__YOUR ASSIGNMENT__: All lines in the data below carrying the string "cells" are to be located and copied.

Stored data:
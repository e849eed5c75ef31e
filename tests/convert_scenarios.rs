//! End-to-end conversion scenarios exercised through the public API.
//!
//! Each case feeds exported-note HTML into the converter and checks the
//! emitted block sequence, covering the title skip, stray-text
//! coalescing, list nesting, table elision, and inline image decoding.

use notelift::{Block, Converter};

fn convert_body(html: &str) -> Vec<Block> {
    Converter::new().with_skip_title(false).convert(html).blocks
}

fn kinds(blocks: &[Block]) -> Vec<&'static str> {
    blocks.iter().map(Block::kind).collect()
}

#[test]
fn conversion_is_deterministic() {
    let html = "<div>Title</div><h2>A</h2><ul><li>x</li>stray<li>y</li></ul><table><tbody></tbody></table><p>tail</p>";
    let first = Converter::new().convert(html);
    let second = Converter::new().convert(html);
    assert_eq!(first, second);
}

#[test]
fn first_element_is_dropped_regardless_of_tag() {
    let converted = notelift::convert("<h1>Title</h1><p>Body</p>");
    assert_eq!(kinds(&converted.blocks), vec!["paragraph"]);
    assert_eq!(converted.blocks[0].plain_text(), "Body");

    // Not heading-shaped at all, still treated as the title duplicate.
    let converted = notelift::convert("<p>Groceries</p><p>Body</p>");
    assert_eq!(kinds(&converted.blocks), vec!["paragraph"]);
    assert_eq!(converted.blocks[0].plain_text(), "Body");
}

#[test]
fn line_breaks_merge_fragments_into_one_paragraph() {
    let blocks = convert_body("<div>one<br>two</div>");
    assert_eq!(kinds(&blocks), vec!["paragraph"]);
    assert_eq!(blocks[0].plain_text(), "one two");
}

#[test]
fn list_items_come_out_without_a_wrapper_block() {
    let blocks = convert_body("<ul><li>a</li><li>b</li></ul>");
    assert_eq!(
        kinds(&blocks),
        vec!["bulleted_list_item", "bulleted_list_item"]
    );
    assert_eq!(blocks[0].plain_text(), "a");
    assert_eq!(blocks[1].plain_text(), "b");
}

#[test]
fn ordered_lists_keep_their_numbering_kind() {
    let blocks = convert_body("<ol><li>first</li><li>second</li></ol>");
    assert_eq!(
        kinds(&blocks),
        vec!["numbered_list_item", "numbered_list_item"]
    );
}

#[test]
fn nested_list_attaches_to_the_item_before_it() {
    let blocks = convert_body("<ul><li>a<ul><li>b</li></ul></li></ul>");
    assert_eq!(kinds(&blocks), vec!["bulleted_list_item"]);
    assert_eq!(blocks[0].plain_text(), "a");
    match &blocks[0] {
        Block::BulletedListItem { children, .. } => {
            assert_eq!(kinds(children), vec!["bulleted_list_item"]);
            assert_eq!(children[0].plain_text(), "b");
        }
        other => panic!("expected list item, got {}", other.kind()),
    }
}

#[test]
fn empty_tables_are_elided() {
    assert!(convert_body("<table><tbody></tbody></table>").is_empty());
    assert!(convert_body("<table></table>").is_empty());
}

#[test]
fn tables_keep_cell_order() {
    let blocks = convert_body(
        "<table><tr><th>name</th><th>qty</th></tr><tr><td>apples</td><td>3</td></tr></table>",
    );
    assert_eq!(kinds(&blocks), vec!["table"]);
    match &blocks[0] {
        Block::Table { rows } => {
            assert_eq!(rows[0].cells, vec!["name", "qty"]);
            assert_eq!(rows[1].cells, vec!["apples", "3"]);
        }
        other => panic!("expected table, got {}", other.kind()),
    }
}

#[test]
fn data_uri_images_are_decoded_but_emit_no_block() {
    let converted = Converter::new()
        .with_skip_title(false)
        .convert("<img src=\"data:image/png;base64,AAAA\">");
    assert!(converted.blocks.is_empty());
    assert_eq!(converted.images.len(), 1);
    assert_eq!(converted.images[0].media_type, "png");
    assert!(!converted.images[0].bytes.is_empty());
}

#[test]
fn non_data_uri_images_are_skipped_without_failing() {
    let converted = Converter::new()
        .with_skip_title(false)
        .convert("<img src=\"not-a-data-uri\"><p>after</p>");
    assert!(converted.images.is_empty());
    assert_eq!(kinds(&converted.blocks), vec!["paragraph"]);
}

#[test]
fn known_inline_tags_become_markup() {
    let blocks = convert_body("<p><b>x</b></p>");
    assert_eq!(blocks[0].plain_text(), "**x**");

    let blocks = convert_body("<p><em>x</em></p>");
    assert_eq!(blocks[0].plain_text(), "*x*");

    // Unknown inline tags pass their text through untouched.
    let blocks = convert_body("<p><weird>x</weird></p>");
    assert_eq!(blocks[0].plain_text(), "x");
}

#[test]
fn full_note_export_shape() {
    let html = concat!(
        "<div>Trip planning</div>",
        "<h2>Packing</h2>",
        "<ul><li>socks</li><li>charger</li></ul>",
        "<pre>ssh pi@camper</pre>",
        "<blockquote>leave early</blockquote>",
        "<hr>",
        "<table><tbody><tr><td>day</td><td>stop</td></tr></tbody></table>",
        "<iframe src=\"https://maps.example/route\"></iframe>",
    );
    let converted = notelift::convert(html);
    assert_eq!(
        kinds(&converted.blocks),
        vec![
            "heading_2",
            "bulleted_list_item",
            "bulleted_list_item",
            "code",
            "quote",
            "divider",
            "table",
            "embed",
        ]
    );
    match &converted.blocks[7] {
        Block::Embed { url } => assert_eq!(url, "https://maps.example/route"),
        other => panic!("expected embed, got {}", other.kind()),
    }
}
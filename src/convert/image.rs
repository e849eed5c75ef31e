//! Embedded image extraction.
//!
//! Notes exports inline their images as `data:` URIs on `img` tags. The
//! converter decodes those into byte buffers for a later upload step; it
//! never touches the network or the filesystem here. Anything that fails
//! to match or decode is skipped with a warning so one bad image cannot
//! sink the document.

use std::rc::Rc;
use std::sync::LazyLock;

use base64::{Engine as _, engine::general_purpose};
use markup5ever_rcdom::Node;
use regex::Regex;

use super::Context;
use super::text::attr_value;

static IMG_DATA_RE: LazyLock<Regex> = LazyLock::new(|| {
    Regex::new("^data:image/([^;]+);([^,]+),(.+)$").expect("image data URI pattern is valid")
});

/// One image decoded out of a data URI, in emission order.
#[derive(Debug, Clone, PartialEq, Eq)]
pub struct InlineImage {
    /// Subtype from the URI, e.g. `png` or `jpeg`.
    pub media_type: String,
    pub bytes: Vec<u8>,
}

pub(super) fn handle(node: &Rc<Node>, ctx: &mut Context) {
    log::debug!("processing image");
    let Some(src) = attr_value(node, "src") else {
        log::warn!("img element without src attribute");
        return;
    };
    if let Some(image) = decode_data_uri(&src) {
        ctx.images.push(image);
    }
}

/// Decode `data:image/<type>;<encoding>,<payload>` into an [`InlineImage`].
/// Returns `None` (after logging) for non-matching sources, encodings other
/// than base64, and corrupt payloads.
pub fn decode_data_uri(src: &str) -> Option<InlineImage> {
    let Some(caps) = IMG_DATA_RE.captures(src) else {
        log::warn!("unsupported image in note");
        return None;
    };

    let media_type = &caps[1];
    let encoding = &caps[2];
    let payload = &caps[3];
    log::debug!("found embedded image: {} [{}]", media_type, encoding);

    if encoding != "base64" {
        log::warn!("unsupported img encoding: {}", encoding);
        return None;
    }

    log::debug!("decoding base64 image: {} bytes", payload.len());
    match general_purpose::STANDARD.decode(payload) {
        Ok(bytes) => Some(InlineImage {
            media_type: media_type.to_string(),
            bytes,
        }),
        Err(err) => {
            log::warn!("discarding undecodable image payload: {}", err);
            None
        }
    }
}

__ANSWER__:
            assert_eq!(rows[0].cells, vec!["name", "qty"]);
            assert_eq!(rows[1].cells, vec!["apples", "3"]);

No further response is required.